Shares of Dave & Buster's (PLAY 2.84%) jumped today after the "eatertainment" chain adopted a "poison pill" shareholder rights policy designed to keep any one investor from gaining a significant stake in the company. Investors seemed to take that as a vote of confidence from management in the company's future at a time when Dave & Buster's is facing unprecedented uncertainty. Many of its locations are in communities under lockdown-style conditions and are therefore closed.

Before today's gains, the stock had plunged 90% since Feb. 21, a sign of the threat investors believe the coronavirus to be.

Today, the stock had soared 61% as of 12:58 p.m. EDT in response to the shareholder rights plan.

The entrance to a Dave & Buster's location.

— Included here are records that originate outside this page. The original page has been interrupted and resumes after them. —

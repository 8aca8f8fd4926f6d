/// Second-level cache tests
///
/// Tests for entity and collection caching across sessions and access strategies
/// Run with: cargo test --test second_level_cache_tests

#[path = "fixtures.rs"]
mod fixtures;

use fixtures::*;
use ormkit::cache::{AccessType, CacheKey};
use ormkit::metadata::{AttributeMapping, MappingModel};
use ormkit::{Identifier, OrmError, Settings, SqlType, Value};

fn customer_cached(access: AccessType) -> MappingModel {
    let mut model = cached(order_model(), "Customer", access);
    for entity in &mut model.entities {
        if entity.name == "Customer" {
            entity.attributes[1] =
                AttributeMapping::element_collection("tags", "customer_tags", "customer_id", "tag", SqlType::Text)
                    .cached(access);
        }
    }
    model
}

#[test]
fn test_entity_is_served_from_cache_in_next_session() {
    let db = database();
    let factory = factory_with(customer_cached(AccessType::ReadWrite), Settings::new(), &db);

    let first = open(&factory);
    first.get("Customer", 100).unwrap().unwrap();
    assert_eq!(db.count_statements("select").unwrap(), 1);
    assert_eq!(factory.statistics().second_level_cache_put_count(), 1);
    first.close().unwrap();

    let second = open(&factory);
    let customer = second.get("Customer", 100).unwrap().unwrap();
    assert_eq!(customer.get("name").unwrap(), Value::from("Ada"));
    assert_eq!(db.count_statements("select").unwrap(), 1);
    assert_eq!(factory.statistics().second_level_cache_hit_count(), 1);

    let access = factory.entity_cache("Customer").unwrap();
    assert_eq!(access.access_type(), AccessType::ReadWrite);
    assert!(
        access
            .storage()
            .contains(&CacheKey::entity("Customer", Identifier::simple(100)))
            .unwrap()
    );
}

#[test]
fn test_collection_is_served_from_cache() {
    let db = database();
    let factory = factory_with(customer_cached(AccessType::ReadWrite), Settings::new(), &db);

    let first = open(&factory);
    let customer = first.get("Customer", 100).unwrap().unwrap();
    first.initialize_collection(&customer.collection("tags").unwrap()).unwrap();
    assert_eq!(db.count_statements("select").unwrap(), 2);

    let second = open(&factory);
    let customer = second.get("Customer", 100).unwrap().unwrap();
    let tags = customer.collection("tags").unwrap();
    second.initialize_collection(&tags).unwrap();
    assert_eq!(tags.len().unwrap(), 2);
    assert_eq!(db.count_statements("select").unwrap(), 2);
}

#[test]
fn test_read_write_update_is_visible_after_commit() {
    let db = database();
    let factory = factory_with(customer_cached(AccessType::ReadWrite), Settings::new(), &db);

    let writer = open(&factory);
    writer.begin().unwrap();
    let customer = writer.get("Customer", 100).unwrap().unwrap();
    customer.set("name", "Grace").unwrap();
    writer.flush().unwrap();

    // soft-locked until the writer completes
    let reader = open(&factory);
    let seen = reader.get("Customer", 100).unwrap().unwrap();
    assert_eq!(seen.get("name").unwrap(), Value::from("Ada"));
    assert_eq!(db.count_statements("select").unwrap(), 2);

    writer.commit().unwrap();

    let later = open(&factory);
    let fresh = later.get("Customer", 100).unwrap().unwrap();
    assert_eq!(fresh.get("name").unwrap(), Value::from("Grace"));
    assert_eq!(db.count_statements("select").unwrap(), 2);
}

#[test]
fn test_read_write_rollback_keeps_key_unreadable() {
    let db = database();
    let factory = factory_with(customer_cached(AccessType::ReadWrite), Settings::new(), &db);

    let writer = open(&factory);
    writer.begin().unwrap();
    let customer = writer.get("Customer", 100).unwrap().unwrap();
    customer.set("name", "Grace").unwrap();
    writer.flush().unwrap();
    writer.rollback().unwrap();

    let reader = open(&factory);
    let seen = reader.get("Customer", 100).unwrap().unwrap();
    assert_eq!(seen.get("name").unwrap(), Value::from("Ada"));
    assert_eq!(db.count_statements("select").unwrap(), 2);
}

#[test]
fn test_nonstrict_update_evicts() {
    let db = database();
    let factory = factory_with(customer_cached(AccessType::NonstrictReadWrite), Settings::new(), &db);

    let session = open(&factory);
    let customer = session.get("Customer", 100).unwrap().unwrap();
    customer.set("name", "Grace").unwrap();
    session.flush().unwrap();

    let key = CacheKey::entity("Customer", Identifier::simple(100));
    let access = factory.entity_cache("Customer").unwrap();
    assert!(!access.storage().contains(&key).unwrap());

    let next = open(&factory);
    let fresh = next.get("Customer", 100).unwrap().unwrap();
    assert_eq!(fresh.get("name").unwrap(), Value::from("Grace"));
    assert_eq!(db.count_statements("select").unwrap(), 2);
}

#[test]
fn test_read_only_region_rejects_updates() {
    let db = database();
    let factory = factory_with(customer_cached(AccessType::ReadOnly), Settings::new(), &db);

    let session = open(&factory);
    let customer = session.get("Customer", 100).unwrap().unwrap();
    customer.set("name", "Grace").unwrap();
    assert!(matches!(session.flush(), Err(OrmError::UnsupportedOperation(_))));
}

#[test]
fn test_refresh_bypasses_cache() {
    let db = database();
    let factory = factory_with(customer_cached(AccessType::ReadWrite), Settings::new(), &db);

    let session = open(&factory);
    let customer = session.get("Customer", 100).unwrap().unwrap();
    session.refresh(&customer).unwrap();
    assert_eq!(db.count_statements("select").unwrap(), 2);
}

#[test]
fn test_cache_disabled_by_setting() {
    let db = database();
    let factory = factory_with(
        customer_cached(AccessType::ReadWrite),
        Settings::new().use_second_level_cache(false),
        &db,
    );
    assert!(factory.entity_cache("Customer").is_none());

    open(&factory).get("Customer", 100).unwrap();
    open(&factory).get("Customer", 100).unwrap();
    assert_eq!(db.count_statements("select").unwrap(), 2);
}

#[test]
fn test_evict_all_regions() {
    let db = database();
    let factory = factory_with(customer_cached(AccessType::ReadWrite), Settings::new(), &db);

    open(&factory).get("Customer", 100).unwrap();
    factory.evict_all_regions().unwrap();
    open(&factory).get("Customer", 100).unwrap();
    assert_eq!(db.count_statements("select").unwrap(), 2);
}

Image source: Dave & Buster's.

So what

In a press release, Dave & Buster's said that the rights plan would be exercised when an investor accumulated more than 15% of a stock, or 20% in the case of passive institutional shareholders. The plan will give shareholders the right to purchase shares at an exercise price that is half the market value of the stock, which would dilute the stock and prevent a hostile takeover. The move comes after activist investor KKR had already accumulated a 12% stake in the company and held talks with management.

Now what

Dave & Buster's stock is clearly in a big hole due to the coronavirus crisis, and its balance sheet isn't particularly strong. As of Nov. 3, 2019, the end of the last quarter it reported, the company had $20.9 million in cash and cash equivalents and long-term debt of $640.4 million, and current liabilities outnumber current assets by about 4 to 1.

It's unclear how many of Dave & Buster's locations are currently closed, but the company will likely have to tap credit markets to stay afloat, because its performance over the next few months should take a serious hit. Closing stores means laying off staff, some of whom might not come back, or continuing to pay them while they don't work. Either way, it's a challenging situation -- as it is for most restaurant stocks -- and management has thus far left investors in the dark.

The company is expected to report earnings at the beginning of April, which should hopefully provide some more insight.